How an injection molding machine works is all in its name. Plastic granules are melted and heated to 230 degrees Celsius and injected at high pressure into metal molds that have been painstakingly created to be accurate to within 0.005-millimeters of the design. Once cooled, the plastic pieces are ejected, and ready to be packaged into sets.
The process is fast, taking just 10 seconds to create a new Lego element, which allows Lego to churn them out by the millions. But creating those highly-accurate molds is a very expensive and time-consuming process, and before commissioning a new minifig or type of piece, Lego needs to know it will sell enough sets to justify the costs of developing the mold for it. It’s why new Lego building elements are few and far between and often a big deal, but it doesn’t necessarily have to be that way.
Lego has already been experimenting with 3D printing as a complementary manufacturing approach for parts with smaller production runs and cheaper up-front costs. The company’s first 3D-printed element was created back in 2019, but only distributed in a very limited special edition set given to those taking the annual LEGO Inside Tour.
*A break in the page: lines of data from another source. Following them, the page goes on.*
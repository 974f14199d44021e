//! Coordinate helpers shared by the EXIF reader, the repository and the map builder.

/// Degrees/minutes/seconds as EXIF stores them: three `(numerator, denominator)` pairs.
pub type Dms = [(f64, f64)];

/// Latitude/longitude pairs below this distance from zero are treated as "no fix".
pub const ZERO_COORD_EPSILON: f64 = 1e-9;

/// Center used when there is nothing to center on.
pub const WORLD_CENTER: (f64, f64) = (20.0, 0.0);

/// Converts EXIF DMS rationals to signed decimal degrees.
///
/// Returns `None` when fewer than three components are given or a denominator is zero.
/// A reference of `S` or `W` yields a negative value.
pub fn dms_to_decimal(dms: &Dms, reference: Option<&str>) -> Option<f64> {
    if dms.len() < 3 {
        return None;
    }

    let mut parts = [0.0_f64; 3];
    for (slot, (num, den)) in parts.iter_mut().zip(dms.iter()) {
        if *den == 0.0 {
            return None;
        }
        *slot = num / den;
    }

    let degrees = parts[0] + parts[1] / 60.0 + parts[2] / 3600.0;
    match reference.map(str::trim) {
        Some("S") | Some("W") => Some(-degrees),
        _ => Some(degrees),
    }
}

/// `(min_lat, min_lon, max_lat, max_lon)` of the given `(lat, lon)` points.
pub fn bounds_from_points(points: &[(f64, f64)]) -> Option<(f64, f64, f64, f64)> {
    let (first, rest) = points.split_first()?;
    let init = (first.0, first.1, first.0, first.1);

    Some(rest.iter().fold(init, |(min_lat, min_lon, max_lat, max_lon), &(lat, lon)| {
        (
            min_lat.min(lat),
            min_lon.min(lon),
            max_lat.max(lat),
            max_lon.max(lon),
        )
    }))
}

/// Mean position of the points, or [`WORLD_CENTER`] for an empty set.
pub fn initial_center(points: &[(f64, f64)]) -> (f64, f64) {
    if points.is_empty() {
        return WORLD_CENTER;
    }
    let n = points.len() as f64;
    let (lat_sum, lon_sum) = points
        .iter()
        .fold((0.0, 0.0), |(a, b), &(lat, lon)| (a + lat, b + lon));
    (lat_sum / n, lon_sum / n)
}

/// Cameras without a fix frequently write (0, 0); treat it as missing.
pub fn drop_zero_coordinate(lat: Option<f64>, lon: Option<f64>) -> (Option<f64>, Option<f64>) {
    match (lat, lon) {
        (Some(a), Some(b)) if a.abs() < ZERO_COORD_EPSILON && b.abs() < ZERO_COORD_EPSILON => {
            (None, None)
        }
        other => other,
    }
}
This month, Lego is making its second 3D-printed element available to those who visit the Lego House in Denmark and participate in the Minifigure Factory experience, where visitors get to design their own Lego figure. Included with the figure is a small plastic red duck that’s actually a replica of a wooden toy duck created by Lego’s founder, Ole Kirk Kristiansen. According to Brickset, the duck is manufactured using the selective laser sintering process where lasers are used to heat and melt a powdered material, layer by layer, until a 3D model is built up. This approach allows the duck to be made with functional mechanical elements inside, and as it’s rolled along, its beak opens and closes.
Availability of the 3D printed element will be limited, and visitors wanting to purchase the unique souvenir will need to sign up in advance for the chance to spend 89 DKK—or about US $12—on one. On top of that, those who purchase the duck will be asked to complete a survey that asks questions about their experience with it, and how it compares to Lego elements manufactured using more traditional techniques. Ultimately, the company hopes that 3D printing will provide it the flexibility to create an even larger variety of unique building elements (it offers over 3,700 different elements across the sets currently available), but in smaller numbers, while maintaining the same level of quality offered by injection molding.